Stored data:
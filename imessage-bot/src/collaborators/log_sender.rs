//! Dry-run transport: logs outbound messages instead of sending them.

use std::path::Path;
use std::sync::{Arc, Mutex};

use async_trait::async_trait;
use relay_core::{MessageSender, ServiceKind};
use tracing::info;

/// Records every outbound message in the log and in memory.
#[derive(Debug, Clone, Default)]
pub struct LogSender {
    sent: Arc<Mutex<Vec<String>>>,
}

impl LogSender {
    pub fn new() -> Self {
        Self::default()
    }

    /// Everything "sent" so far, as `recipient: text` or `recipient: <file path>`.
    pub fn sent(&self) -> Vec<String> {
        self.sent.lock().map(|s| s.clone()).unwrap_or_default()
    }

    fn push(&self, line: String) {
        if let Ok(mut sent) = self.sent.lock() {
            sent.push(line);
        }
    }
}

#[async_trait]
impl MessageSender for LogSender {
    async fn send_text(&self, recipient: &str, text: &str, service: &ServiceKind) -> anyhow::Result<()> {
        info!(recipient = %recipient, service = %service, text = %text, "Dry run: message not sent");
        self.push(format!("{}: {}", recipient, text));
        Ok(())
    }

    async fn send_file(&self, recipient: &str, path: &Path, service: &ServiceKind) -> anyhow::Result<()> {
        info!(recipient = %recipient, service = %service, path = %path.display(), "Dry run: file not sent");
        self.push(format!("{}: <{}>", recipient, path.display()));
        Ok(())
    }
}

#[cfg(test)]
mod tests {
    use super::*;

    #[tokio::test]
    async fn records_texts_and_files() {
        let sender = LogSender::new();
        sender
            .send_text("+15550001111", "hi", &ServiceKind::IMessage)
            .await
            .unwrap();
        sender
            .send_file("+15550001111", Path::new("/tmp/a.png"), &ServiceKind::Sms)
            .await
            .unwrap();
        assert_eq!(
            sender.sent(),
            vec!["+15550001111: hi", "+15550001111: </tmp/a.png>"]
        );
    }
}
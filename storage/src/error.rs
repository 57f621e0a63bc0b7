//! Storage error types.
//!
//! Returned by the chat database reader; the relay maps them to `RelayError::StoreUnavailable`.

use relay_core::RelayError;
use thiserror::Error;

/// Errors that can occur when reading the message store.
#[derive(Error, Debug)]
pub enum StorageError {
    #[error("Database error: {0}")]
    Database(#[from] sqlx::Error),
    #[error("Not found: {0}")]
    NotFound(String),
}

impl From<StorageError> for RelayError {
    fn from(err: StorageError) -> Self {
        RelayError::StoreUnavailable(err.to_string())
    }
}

Instructions for the task — Scan the records above for the string "Mutex", then copy each line where it turns up.

Task solution —
use std::sync::{Arc, Mutex};
    sent: Arc<Mutex<Vec<String>>>,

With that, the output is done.